## PROVIDED RECORDS:
-- -- --

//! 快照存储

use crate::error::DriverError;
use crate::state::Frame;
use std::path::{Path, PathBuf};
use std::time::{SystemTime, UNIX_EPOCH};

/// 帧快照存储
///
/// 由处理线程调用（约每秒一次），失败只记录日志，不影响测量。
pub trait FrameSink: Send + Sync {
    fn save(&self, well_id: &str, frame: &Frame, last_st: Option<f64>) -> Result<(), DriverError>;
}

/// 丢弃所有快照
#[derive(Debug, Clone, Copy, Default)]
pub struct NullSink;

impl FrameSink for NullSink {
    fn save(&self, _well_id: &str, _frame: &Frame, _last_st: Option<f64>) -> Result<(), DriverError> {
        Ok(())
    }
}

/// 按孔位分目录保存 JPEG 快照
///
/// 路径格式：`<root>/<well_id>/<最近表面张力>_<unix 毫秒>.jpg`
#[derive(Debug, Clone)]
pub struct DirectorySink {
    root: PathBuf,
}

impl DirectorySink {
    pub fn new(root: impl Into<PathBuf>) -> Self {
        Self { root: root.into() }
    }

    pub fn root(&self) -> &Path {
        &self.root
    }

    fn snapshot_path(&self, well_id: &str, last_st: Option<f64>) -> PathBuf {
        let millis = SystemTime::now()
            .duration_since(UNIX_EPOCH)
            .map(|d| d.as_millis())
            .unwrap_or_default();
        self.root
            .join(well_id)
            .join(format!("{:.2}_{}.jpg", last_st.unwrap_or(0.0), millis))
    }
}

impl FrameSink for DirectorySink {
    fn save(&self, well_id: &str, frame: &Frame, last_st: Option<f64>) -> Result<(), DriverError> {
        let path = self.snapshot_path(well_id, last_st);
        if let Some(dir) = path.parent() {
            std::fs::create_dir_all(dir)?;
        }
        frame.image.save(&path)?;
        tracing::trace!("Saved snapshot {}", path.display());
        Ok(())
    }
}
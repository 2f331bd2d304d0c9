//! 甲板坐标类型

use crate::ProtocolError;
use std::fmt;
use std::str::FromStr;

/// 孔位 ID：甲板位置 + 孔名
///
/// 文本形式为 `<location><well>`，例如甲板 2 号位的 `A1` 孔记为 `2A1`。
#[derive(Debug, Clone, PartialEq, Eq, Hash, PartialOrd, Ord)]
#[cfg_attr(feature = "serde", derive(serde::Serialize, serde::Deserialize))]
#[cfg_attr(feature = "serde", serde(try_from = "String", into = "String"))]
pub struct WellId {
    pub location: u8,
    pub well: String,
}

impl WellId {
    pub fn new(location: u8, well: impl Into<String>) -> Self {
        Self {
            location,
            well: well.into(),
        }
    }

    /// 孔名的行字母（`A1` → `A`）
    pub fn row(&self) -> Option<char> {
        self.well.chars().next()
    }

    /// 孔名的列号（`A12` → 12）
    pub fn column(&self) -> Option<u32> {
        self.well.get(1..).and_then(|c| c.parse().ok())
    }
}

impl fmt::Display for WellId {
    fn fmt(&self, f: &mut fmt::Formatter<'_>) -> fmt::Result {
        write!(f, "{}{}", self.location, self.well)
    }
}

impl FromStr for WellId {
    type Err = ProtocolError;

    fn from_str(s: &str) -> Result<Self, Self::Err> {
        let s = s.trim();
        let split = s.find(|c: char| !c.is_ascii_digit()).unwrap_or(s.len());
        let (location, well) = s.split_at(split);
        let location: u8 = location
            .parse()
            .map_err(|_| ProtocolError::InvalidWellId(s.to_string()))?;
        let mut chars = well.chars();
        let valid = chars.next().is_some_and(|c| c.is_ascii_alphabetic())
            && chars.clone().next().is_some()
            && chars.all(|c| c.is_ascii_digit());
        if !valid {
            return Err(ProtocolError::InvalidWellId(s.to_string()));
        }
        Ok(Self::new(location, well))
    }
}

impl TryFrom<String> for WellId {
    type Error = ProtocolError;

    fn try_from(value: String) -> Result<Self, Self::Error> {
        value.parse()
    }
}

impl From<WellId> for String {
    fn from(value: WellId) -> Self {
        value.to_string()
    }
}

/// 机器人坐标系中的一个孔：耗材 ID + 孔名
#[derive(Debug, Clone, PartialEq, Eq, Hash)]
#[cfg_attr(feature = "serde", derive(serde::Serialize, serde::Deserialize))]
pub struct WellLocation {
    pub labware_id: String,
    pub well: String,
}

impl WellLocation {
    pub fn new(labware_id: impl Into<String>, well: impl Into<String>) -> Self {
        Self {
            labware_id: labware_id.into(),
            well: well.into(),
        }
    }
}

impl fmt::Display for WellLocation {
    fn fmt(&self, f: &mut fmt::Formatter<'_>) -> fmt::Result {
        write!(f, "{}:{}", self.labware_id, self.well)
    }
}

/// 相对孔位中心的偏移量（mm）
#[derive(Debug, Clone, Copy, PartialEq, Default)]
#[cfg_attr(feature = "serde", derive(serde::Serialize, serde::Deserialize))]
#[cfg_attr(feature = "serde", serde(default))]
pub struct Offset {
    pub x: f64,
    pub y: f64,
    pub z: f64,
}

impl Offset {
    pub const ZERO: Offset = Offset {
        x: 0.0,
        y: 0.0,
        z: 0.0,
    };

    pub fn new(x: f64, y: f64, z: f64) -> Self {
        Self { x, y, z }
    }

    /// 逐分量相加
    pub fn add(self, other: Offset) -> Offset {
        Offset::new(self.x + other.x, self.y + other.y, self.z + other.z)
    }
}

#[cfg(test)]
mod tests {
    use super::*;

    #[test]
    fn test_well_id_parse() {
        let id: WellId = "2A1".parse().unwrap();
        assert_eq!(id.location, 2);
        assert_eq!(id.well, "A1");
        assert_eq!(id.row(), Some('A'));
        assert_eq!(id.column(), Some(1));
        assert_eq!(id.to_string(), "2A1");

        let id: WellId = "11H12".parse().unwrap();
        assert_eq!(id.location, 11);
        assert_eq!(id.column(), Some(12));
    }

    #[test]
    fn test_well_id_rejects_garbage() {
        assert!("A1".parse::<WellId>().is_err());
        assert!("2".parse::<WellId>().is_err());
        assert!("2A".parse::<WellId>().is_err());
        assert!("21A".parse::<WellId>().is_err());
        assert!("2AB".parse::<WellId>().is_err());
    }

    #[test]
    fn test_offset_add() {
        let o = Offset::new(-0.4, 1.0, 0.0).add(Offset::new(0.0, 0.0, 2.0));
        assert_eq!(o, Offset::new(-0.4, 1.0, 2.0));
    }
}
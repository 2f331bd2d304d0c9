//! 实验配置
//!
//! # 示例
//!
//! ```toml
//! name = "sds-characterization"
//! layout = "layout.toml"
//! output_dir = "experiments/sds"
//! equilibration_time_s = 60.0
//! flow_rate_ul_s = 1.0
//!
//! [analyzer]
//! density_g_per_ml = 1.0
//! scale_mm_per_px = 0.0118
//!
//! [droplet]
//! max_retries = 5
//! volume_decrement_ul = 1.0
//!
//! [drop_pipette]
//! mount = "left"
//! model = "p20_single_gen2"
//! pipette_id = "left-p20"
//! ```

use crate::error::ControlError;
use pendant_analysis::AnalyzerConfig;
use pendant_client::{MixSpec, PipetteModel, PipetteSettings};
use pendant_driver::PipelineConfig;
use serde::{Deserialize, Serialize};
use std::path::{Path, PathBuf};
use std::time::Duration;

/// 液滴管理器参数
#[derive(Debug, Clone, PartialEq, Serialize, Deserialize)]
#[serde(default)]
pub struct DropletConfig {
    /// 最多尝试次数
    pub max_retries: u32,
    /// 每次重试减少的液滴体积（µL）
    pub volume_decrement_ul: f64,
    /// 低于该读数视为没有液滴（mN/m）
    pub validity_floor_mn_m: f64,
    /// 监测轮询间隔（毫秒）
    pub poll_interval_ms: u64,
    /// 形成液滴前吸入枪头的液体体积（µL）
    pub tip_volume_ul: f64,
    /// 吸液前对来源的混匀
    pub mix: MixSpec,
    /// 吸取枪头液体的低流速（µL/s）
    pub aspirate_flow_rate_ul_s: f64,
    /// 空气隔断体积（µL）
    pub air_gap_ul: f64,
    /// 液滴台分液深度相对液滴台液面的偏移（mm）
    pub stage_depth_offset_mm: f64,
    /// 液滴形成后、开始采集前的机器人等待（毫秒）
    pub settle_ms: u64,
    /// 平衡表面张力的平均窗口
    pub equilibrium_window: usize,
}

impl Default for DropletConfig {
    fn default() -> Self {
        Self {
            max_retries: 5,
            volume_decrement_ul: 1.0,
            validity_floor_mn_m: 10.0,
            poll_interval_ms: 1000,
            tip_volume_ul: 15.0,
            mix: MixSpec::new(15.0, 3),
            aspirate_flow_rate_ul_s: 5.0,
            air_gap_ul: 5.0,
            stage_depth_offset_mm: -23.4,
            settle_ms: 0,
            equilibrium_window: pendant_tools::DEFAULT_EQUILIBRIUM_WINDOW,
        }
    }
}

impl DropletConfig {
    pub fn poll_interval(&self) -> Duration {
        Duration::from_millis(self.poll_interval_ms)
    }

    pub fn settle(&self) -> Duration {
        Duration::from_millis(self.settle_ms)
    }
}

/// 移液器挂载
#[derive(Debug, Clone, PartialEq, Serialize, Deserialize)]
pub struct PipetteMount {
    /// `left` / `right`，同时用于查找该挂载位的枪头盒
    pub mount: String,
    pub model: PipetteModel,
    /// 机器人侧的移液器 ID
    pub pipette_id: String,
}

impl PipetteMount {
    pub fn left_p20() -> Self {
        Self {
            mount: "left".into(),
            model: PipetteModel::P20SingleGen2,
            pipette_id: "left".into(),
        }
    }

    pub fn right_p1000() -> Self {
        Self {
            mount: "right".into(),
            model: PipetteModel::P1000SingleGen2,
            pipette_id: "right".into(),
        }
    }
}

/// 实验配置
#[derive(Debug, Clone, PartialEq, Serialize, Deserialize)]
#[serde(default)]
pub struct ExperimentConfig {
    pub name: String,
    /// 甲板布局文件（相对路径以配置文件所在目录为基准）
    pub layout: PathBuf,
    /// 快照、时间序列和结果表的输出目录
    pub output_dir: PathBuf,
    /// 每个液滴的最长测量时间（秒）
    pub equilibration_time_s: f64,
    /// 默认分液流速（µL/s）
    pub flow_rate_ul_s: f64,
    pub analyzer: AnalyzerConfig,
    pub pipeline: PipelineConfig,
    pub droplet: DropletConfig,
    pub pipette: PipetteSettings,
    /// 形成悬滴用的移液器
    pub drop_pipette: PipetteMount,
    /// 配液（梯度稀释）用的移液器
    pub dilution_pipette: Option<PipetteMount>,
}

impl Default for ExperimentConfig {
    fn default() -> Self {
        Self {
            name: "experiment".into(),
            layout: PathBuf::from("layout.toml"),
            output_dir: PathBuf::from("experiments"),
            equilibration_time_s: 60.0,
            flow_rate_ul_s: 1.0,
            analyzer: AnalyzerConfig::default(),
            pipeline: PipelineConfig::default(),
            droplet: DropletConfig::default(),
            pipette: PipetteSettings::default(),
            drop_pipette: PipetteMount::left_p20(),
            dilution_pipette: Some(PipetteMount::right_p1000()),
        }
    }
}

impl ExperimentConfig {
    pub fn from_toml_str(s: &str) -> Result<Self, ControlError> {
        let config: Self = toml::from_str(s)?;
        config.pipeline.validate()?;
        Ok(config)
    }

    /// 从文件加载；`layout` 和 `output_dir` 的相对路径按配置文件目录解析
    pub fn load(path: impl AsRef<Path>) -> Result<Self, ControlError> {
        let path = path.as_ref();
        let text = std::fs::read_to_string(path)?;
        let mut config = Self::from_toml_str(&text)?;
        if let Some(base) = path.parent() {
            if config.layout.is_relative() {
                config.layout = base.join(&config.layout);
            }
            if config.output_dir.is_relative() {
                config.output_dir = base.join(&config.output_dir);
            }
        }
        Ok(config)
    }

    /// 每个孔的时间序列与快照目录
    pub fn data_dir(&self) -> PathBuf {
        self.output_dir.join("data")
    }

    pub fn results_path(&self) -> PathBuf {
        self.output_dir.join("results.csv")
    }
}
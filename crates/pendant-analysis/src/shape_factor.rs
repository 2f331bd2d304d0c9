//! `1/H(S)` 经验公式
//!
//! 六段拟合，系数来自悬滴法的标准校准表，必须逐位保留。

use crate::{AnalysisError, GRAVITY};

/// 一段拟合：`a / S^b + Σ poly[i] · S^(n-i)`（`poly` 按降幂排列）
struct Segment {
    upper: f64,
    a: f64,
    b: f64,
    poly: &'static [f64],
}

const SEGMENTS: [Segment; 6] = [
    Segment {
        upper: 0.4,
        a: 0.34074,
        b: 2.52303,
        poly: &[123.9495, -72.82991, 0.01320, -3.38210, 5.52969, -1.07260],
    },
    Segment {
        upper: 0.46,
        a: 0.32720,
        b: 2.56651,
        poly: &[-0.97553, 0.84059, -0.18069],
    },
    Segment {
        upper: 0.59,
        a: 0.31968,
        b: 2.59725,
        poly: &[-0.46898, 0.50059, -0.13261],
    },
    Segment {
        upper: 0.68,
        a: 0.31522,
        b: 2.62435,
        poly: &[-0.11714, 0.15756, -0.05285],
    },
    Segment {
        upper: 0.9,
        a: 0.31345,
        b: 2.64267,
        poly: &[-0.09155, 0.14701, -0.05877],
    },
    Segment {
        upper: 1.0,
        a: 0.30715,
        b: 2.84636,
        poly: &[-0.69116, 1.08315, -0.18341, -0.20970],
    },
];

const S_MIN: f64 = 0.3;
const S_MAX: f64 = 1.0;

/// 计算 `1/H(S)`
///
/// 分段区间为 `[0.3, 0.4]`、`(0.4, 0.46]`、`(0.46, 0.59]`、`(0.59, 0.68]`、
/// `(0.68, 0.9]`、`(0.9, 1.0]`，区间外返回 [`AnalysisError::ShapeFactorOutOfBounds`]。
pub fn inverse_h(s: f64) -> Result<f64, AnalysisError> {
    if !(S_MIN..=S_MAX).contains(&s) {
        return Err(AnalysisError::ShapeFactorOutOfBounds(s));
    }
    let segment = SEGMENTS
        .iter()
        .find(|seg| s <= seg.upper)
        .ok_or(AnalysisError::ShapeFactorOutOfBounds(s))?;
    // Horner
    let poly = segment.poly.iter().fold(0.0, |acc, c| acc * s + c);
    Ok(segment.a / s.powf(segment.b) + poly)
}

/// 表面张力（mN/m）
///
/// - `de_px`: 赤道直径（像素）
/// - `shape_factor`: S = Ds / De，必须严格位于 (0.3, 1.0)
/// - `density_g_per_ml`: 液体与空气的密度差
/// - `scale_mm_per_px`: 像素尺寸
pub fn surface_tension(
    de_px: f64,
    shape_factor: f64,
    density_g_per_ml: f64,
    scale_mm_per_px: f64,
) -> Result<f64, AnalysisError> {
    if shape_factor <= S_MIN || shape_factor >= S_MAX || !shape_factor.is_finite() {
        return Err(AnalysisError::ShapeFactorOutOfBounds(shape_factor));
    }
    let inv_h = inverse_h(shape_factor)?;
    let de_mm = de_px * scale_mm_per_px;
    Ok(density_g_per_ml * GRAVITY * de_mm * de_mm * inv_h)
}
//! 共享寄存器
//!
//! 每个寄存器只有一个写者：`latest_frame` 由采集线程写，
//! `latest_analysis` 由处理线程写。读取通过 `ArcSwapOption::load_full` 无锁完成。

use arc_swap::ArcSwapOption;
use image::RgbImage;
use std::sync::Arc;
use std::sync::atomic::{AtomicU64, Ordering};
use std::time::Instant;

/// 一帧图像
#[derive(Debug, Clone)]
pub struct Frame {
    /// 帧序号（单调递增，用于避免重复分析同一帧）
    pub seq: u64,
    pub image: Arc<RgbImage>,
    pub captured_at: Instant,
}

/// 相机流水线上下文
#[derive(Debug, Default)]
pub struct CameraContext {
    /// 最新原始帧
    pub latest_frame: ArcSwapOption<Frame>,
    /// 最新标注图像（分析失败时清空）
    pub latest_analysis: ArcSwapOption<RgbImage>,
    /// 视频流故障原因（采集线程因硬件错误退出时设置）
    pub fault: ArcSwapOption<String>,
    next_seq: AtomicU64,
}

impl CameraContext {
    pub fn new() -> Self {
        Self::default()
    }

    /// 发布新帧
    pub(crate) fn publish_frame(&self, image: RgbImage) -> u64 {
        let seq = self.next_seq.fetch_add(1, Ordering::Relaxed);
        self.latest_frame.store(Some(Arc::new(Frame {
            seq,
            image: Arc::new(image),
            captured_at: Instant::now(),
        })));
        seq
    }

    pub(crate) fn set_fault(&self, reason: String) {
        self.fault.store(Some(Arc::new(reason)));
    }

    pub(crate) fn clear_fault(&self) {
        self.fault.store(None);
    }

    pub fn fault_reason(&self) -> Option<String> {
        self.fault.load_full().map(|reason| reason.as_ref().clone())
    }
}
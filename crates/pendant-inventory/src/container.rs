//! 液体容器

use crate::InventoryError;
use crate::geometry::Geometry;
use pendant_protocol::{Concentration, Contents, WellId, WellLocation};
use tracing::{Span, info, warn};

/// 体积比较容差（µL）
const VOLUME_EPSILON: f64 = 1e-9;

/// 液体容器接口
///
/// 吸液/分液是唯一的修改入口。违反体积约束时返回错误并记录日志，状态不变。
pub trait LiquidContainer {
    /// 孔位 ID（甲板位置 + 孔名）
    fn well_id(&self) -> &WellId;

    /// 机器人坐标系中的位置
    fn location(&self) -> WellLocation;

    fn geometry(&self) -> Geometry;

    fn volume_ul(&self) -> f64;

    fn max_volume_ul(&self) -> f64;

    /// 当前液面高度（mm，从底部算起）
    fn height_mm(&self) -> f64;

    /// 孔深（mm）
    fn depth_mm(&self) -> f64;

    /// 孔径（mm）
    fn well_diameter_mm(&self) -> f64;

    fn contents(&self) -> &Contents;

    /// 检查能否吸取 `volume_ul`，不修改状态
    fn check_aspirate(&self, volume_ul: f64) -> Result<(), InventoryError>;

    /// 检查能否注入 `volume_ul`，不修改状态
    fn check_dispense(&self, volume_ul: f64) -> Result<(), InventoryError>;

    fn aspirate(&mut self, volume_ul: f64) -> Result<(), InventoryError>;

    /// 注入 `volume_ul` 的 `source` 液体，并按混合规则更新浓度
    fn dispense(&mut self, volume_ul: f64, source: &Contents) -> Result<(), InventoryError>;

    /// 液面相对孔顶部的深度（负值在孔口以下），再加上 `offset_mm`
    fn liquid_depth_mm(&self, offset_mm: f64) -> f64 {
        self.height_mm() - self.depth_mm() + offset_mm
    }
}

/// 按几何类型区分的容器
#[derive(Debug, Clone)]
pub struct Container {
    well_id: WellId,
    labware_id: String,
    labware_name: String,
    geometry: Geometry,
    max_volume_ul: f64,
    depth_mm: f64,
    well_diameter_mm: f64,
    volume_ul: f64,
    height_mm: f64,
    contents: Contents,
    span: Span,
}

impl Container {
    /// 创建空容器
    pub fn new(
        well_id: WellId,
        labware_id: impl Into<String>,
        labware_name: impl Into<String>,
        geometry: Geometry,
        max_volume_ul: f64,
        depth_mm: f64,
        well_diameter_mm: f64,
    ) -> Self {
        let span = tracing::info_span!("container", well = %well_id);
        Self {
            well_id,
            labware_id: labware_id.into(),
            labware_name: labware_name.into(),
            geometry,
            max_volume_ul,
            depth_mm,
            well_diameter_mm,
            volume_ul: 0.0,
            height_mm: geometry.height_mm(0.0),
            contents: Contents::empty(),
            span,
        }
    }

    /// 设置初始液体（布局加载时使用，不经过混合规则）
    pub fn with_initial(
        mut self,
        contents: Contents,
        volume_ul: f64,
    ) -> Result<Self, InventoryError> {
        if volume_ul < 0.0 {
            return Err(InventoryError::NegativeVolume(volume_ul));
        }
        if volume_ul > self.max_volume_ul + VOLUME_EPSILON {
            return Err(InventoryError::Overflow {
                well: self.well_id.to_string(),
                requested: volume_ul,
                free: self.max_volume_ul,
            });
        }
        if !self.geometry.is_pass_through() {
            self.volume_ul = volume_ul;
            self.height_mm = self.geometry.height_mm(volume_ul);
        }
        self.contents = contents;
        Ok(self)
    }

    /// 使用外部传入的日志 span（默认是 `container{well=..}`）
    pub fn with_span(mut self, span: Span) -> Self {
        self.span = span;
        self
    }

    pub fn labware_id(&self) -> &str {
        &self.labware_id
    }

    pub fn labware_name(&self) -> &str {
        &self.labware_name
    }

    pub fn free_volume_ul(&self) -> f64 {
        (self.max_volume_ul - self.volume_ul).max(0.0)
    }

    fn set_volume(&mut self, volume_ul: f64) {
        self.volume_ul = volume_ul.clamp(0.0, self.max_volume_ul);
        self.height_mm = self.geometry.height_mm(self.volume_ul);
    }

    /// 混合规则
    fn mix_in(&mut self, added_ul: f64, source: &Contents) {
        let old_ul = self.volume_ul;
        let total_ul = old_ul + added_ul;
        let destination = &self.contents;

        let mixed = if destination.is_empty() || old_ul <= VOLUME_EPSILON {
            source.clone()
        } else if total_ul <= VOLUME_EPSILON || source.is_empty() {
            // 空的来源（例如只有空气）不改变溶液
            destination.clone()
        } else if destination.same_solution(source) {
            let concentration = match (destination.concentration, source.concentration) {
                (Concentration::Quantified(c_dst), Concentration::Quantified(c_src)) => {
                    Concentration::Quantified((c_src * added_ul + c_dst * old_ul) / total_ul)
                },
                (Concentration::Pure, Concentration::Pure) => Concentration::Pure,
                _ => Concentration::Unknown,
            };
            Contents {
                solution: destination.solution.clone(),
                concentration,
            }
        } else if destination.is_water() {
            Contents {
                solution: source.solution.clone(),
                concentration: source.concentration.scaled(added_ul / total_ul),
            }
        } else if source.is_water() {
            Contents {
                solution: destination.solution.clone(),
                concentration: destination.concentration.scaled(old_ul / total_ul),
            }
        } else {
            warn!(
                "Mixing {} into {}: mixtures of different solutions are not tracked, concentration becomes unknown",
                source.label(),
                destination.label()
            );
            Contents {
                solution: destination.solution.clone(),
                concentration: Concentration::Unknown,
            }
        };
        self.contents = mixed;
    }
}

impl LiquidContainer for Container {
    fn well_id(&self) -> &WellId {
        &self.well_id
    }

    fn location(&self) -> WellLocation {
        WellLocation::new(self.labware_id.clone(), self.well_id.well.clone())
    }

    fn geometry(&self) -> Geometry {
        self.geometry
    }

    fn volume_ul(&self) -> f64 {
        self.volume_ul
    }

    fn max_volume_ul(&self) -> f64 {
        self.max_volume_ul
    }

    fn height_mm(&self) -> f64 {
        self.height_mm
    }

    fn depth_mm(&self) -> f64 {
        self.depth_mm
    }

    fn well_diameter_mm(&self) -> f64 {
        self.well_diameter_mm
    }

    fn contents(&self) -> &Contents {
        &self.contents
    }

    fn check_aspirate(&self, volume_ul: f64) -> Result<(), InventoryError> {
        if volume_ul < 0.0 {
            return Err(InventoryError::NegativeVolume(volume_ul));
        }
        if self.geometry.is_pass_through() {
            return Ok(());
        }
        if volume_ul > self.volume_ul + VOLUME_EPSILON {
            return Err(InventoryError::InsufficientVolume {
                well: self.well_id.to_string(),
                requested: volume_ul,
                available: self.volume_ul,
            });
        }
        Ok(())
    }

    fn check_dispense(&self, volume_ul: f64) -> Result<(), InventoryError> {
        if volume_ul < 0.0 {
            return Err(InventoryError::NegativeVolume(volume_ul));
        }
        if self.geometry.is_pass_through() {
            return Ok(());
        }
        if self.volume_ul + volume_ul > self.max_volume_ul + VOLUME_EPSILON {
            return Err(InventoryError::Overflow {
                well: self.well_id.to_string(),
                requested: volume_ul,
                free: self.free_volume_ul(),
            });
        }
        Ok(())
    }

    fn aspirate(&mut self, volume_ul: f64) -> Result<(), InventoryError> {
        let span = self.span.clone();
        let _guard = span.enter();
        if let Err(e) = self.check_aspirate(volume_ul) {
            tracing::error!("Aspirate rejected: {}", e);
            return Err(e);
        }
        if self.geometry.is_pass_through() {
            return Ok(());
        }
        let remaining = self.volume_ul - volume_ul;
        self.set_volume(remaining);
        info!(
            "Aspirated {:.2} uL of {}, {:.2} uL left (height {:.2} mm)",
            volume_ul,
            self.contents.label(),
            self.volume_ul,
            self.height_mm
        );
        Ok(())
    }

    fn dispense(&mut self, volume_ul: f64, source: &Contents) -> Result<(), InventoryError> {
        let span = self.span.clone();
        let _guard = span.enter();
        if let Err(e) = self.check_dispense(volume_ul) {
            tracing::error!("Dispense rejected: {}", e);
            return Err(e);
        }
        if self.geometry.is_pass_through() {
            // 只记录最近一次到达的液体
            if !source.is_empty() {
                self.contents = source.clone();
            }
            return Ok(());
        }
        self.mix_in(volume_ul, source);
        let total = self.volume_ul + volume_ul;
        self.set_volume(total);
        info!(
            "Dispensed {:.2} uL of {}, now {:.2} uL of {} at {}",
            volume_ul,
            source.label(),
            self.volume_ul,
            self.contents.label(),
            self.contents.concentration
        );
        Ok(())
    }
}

-- -- --

## INSTRUCTIONS FOR THE TASK:
Show every line above in which the word "PathBuf" appears.

## TASK OUTPUT:
use std::path::{Path, PathBuf};
    root: PathBuf,
    pub fn new(root: impl Into<PathBuf>) -> Self {
    fn snapshot_path(&self, well_id: &str, last_st: Option<f64>) -> PathBuf {
use std::path::{Path, PathBuf};
    pub layout: PathBuf,
    pub output_dir: PathBuf,
            layout: PathBuf::from("layout.toml"),
            output_dir: PathBuf::from("experiments"),
    pub fn data_dir(&self) -> PathBuf {
    pub fn results_path(&self) -> PathBuf {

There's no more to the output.